[Provided information]

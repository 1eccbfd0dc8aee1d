use chrono::NaiveDate;
use log::{debug, info};
use std::ops::{Deref, DerefMut};

use crate::chart::{stacked_bar_chart, ChartLayout, StackedBarChart};
use crate::error::{AmortizationError, Result};
use crate::frequency::RepaymentFrequency;
use crate::schedule::{
    calculate_total_period_payment, generate_amortization_table, AmortizationRow, TableOptions,
};

/// Setters mutate in place unless told otherwise.
pub const DEFAULT_INPLACE: bool = true;

/// Outcome of a setter: the updated instance itself, or an updated copy.
///
/// Derefs to [`Amortization`] either way, so setters chain:
/// `loan.set_years(25, true)?.set_principal(400_000., true)?;`
#[derive(Debug)]
pub enum Updated<'a> {
    InPlace(&'a mut Amortization),
    Copied(Amortization),
}

impl Updated<'_> {
    pub fn is_copy(&self) -> bool {
        matches!(self, Updated::Copied(_))
    }

    /// Owned result; an in-place update is cloned out.
    pub fn into_owned(self) -> Amortization {
        match self {
            Updated::InPlace(loan) => loan.clone(),
            Updated::Copied(loan) => loan,
        }
    }
}

impl Deref for Updated<'_> {
    type Target = Amortization;

    fn deref(&self) -> &Amortization {
        match self {
            Updated::InPlace(loan) => loan,
            Updated::Copied(loan) => loan,
        }
    }
}

impl DerefMut for Updated<'_> {
    fn deref_mut(&mut self) -> &mut Amortization {
        match self {
            Updated::InPlace(loan) => loan,
            Updated::Copied(loan) => loan,
        }
    }
}

/// A loan and its repayment schedule.
///
/// The schedule is regenerated every time a loan parameter changes, so the
/// derived figures always describe the current parameters.
#[derive(Clone, PartialEq, Debug)]
pub struct Amortization {
    nominal_annual_interest_rate: f64,
    principal: f64,
    years: u32,
    repayment_frequency: RepaymentFrequency,
    additional_payment_per_period: f64,
    interest_only_nominal_annual_interest_rate: f64,
    interest_only_years: u32,
    first_payment_date: Option<NaiveDate>,
    schedule: Vec<AmortizationRow>,
}

impl Amortization {
    pub fn new(
        nominal_annual_interest_rate: f64,
        principal: f64,
        years: u32,
        repayment_frequency: RepaymentFrequency,
    ) -> Result<Self> {
        let mut loan = Self {
            nominal_annual_interest_rate,
            principal,
            years,
            repayment_frequency,
            additional_payment_per_period: 0.,
            interest_only_nominal_annual_interest_rate: 0.,
            interest_only_years: 0,
            first_payment_date: None,
            schedule: Vec::new(),
        };
        loan.schedule = loan.build_schedule()?;
        info!(
            "amortization created: ${:.2} over {} years {}, {} periods",
            principal,
            years,
            repayment_frequency,
            loan.schedule.len()
        );
        Ok(loan)
    }

    /// Like [`Amortization::new`] with the frequency given as a label such as
    /// `"weekly"` or `"26"`.
    pub fn from_label(
        nominal_annual_interest_rate: f64,
        principal: f64,
        years: u32,
        frequency: &str,
    ) -> Result<Self> {
        let frequency = frequency.parse()?;
        Self::new(nominal_annual_interest_rate, principal, years, frequency)
    }

    // getters

    pub fn nominal_annual_interest_rate(&self) -> f64 {
        self.nominal_annual_interest_rate
    }

    pub fn principal(&self) -> f64 {
        self.principal
    }

    pub fn years(&self) -> u32 {
        self.years
    }

    pub fn repayment_frequency(&self) -> RepaymentFrequency {
        self.repayment_frequency
    }

    pub fn additional_payment_per_period(&self) -> f64 {
        self.additional_payment_per_period
    }

    pub fn interest_only_nominal_annual_interest_rate(&self) -> f64 {
        self.interest_only_nominal_annual_interest_rate
    }

    pub fn interest_only_years(&self) -> u32 {
        self.interest_only_years
    }

    pub fn first_payment_date(&self) -> Option<NaiveDate> {
        self.first_payment_date
    }

    pub fn schedule(&self) -> &[AmortizationRow] {
        &self.schedule
    }

    /// Contracted number of repayments, `years * periods per year`.
    pub fn n_periods(&self) -> u32 {
        self.years * self.repayment_frequency.periods_per_year()
    }

    pub fn period_rate(&self) -> f64 {
        self.nominal_annual_interest_rate / self.repayment_frequency.periods_per_year() as f64
    }

    pub fn n_interest_only_periods(&self) -> u32 {
        self.interest_only_years * self.repayment_frequency.periods_per_year()
    }

    pub fn has_interest_only(&self) -> bool {
        self.interest_only_nominal_annual_interest_rate > 0. && self.interest_only_years > 0
    }

    // derived figures

    pub fn total_interest(&self) -> f64 {
        self.schedule.iter().map(|row| row.interest).sum()
    }

    /// Principal plus all interest payable.
    pub fn total_outstanding_balance(&self) -> f64 {
        self.principal + self.total_interest()
    }

    /// Total interest as a fraction of principal, e.g. `0.70` for 70%.
    pub fn total_interest_over_principal(&self) -> f64 {
        self.total_interest() / self.principal
    }

    /// EAR `(1 + i/n)^n - 1` with `n` the repayments per year.
    pub fn effective_annual_interest_rate(&self) -> f64 {
        let n = self.repayment_frequency.periods_per_year() as f64;
        (1. + self.nominal_annual_interest_rate / n).powf(n) - 1.
    }

    /// Minimum (`PMT`) payment per amortizing period, before any additional payment.
    pub fn total_payment_per_period(&self) -> f64 {
        calculate_total_period_payment(
            self.principal,
            self.period_rate(),
            self.n_periods() - self.n_interest_only_periods(),
        )
    }

    pub fn interest_only_payment_per_period(&self) -> f64 {
        if !self.has_interest_only() {
            return 0.;
        }
        self.principal * self.interest_only_nominal_annual_interest_rate
            / self.repayment_frequency.periods_per_year() as f64
    }

    pub fn total_interest_only_payments(&self) -> f64 {
        self.interest_only_payment_per_period() * self.n_interest_only_periods() as f64
    }

    /// Opening principal and interest still payable at each period.
    pub fn period_balances_chart(&self) -> Result<StackedBarChart> {
        stacked_bar_chart(
            &self.schedule,
            "period",
            &[
                ("opening_balance", "Outstanding Principal ($)"),
                ("cumulative_interest", "Cumulative Interest Payable ($)"),
            ],
            ChartLayout {
                title: "Amortization Period Balances Over Time (n)".to_string(),
                xaxis_title: "n - Number of Repayment Periods".to_string(),
                yaxis_title: "Period Balances ($)".to_string(),
                legend_title: "Legend".to_string(),
            },
        )
    }

    /// Principal and interest portions of each repayment.
    pub fn period_repayments_chart(&self) -> Result<StackedBarChart> {
        stacked_bar_chart(
            &self.schedule,
            "period",
            &[
                ("principal", "Principal Payment ($)"),
                ("interest", "Interest Payment ($)"),
            ],
            ChartLayout {
                title: "Amortization Period Repayments Over Time (n)".to_string(),
                xaxis_title: "n - Number of Repayment Periods".to_string(),
                yaxis_title: "Period Payments ($)".to_string(),
                legend_title: "Legend".to_string(),
            },
        )
    }

    /// Deep, independent duplicate.
    pub fn copy(&self) -> Amortization {
        self.clone()
    }

    // setters

    pub fn set_nominal_annual_interest_rate(
        &mut self,
        rate: f64,
        inplace: bool,
    ) -> Result<Updated<'_>> {
        self.update(inplace, |loan| loan.nominal_annual_interest_rate = rate)
    }

    pub fn set_principal(&mut self, principal: f64, inplace: bool) -> Result<Updated<'_>> {
        self.update(inplace, |loan| loan.principal = principal)
    }

    pub fn set_years(&mut self, years: u32, inplace: bool) -> Result<Updated<'_>> {
        self.update(inplace, |loan| loan.years = years)
    }

    pub fn set_repayment_frequency(
        &mut self,
        frequency: RepaymentFrequency,
        inplace: bool,
    ) -> Result<Updated<'_>> {
        self.update(inplace, |loan| loan.repayment_frequency = frequency)
    }

    /// Label form of [`Amortization::set_repayment_frequency`].
    pub fn set_repayment_frequency_label(
        &mut self,
        frequency: &str,
        inplace: bool,
    ) -> Result<Updated<'_>> {
        let frequency = frequency.parse()?;
        self.set_repayment_frequency(frequency, inplace)
    }

    pub fn set_additional_payment_per_period(
        &mut self,
        amount: f64,
        inplace: bool,
    ) -> Result<Updated<'_>> {
        self.update(inplace, |loan| loan.additional_payment_per_period = amount)
    }

    /// Leading interest-only phase. A zero rate and zero years removes it.
    pub fn set_interest_only(
        &mut self,
        rate: f64,
        years: u32,
        inplace: bool,
    ) -> Result<Updated<'_>> {
        self.update(inplace, |loan| {
            loan.interest_only_nominal_annual_interest_rate = rate;
            loan.interest_only_years = years;
        })
    }

    /// Date the first repayment falls due; rows carry due dates once set.
    pub fn set_first_payment_date(
        &mut self,
        date: Option<NaiveDate>,
        inplace: bool,
    ) -> Result<Updated<'_>> {
        self.update(inplace, |loan| loan.first_payment_date = date)
    }

    fn update(
        &mut self,
        inplace: bool,
        change: impl FnOnce(&mut Amortization),
    ) -> Result<Updated<'_>> {
        let mut next = self.clone();
        change(&mut next);
        next.schedule = next.build_schedule()?;
        if inplace {
            *self = next;
            debug!(
                "amortization updated in place, {} periods",
                self.schedule.len()
            );
            Ok(Updated::InPlace(self))
        } else {
            debug!(
                "amortization updated as a copy, {} periods",
                next.schedule.len()
            );
            Ok(Updated::Copied(next))
        }
    }

    // years to periods, refusing terms that overflow the period count
    fn periods_in(&self, field: &str, years: u32) -> Result<u32> {
        let frequency = self.repayment_frequency;
        let periods = years.checked_mul(frequency.periods_per_year());
        periods.ok_or_else(|| {
            let reason = format!("{} years of {} repayments is too long", years, frequency);
            AmortizationError::invalid(field, reason)
        })
    }

    fn build_schedule(&self) -> Result<Vec<AmortizationRow>> {
        if self.years == 0 {
            return Err(AmortizationError::invalid("years", "must be > 0"));
        }
        let n_periods = self.periods_in("years", self.years)?;
        let io_periods = self.periods_in("interest_only_years", self.interest_only_years)?;
        let periods_per_year = self.repayment_frequency.periods_per_year() as f64;
        let io_rate = self.interest_only_nominal_annual_interest_rate / periods_per_year;
        let mut rows = generate_amortization_table(
            self.period_rate(),
            self.principal,
            n_periods,
            TableOptions {
                total_payment_per_period: None,
                additional_payment_per_period: Some(self.additional_payment_per_period),
                interest_only_rate_per_period: io_rate,
                interest_only_periods: io_periods,
            },
        )?;
        if let Some(first) = self.first_payment_date {
            let dates = self.repayment_frequency.due_dates(first, rows.len())?;
            for (row, date) in rows.iter_mut().zip(dates) {
                row.due_date = Some(date);
            }
        }
        Ok(rows)
    }
}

[What you are asked to do]
Go through the records above and copy every line holding the word "AmortizationError".

[Reply to the exercise]
use crate::error::{AmortizationError, Result};
            AmortizationError::invalid(field, reason)
            return Err(AmortizationError::invalid("years", "must be > 0"));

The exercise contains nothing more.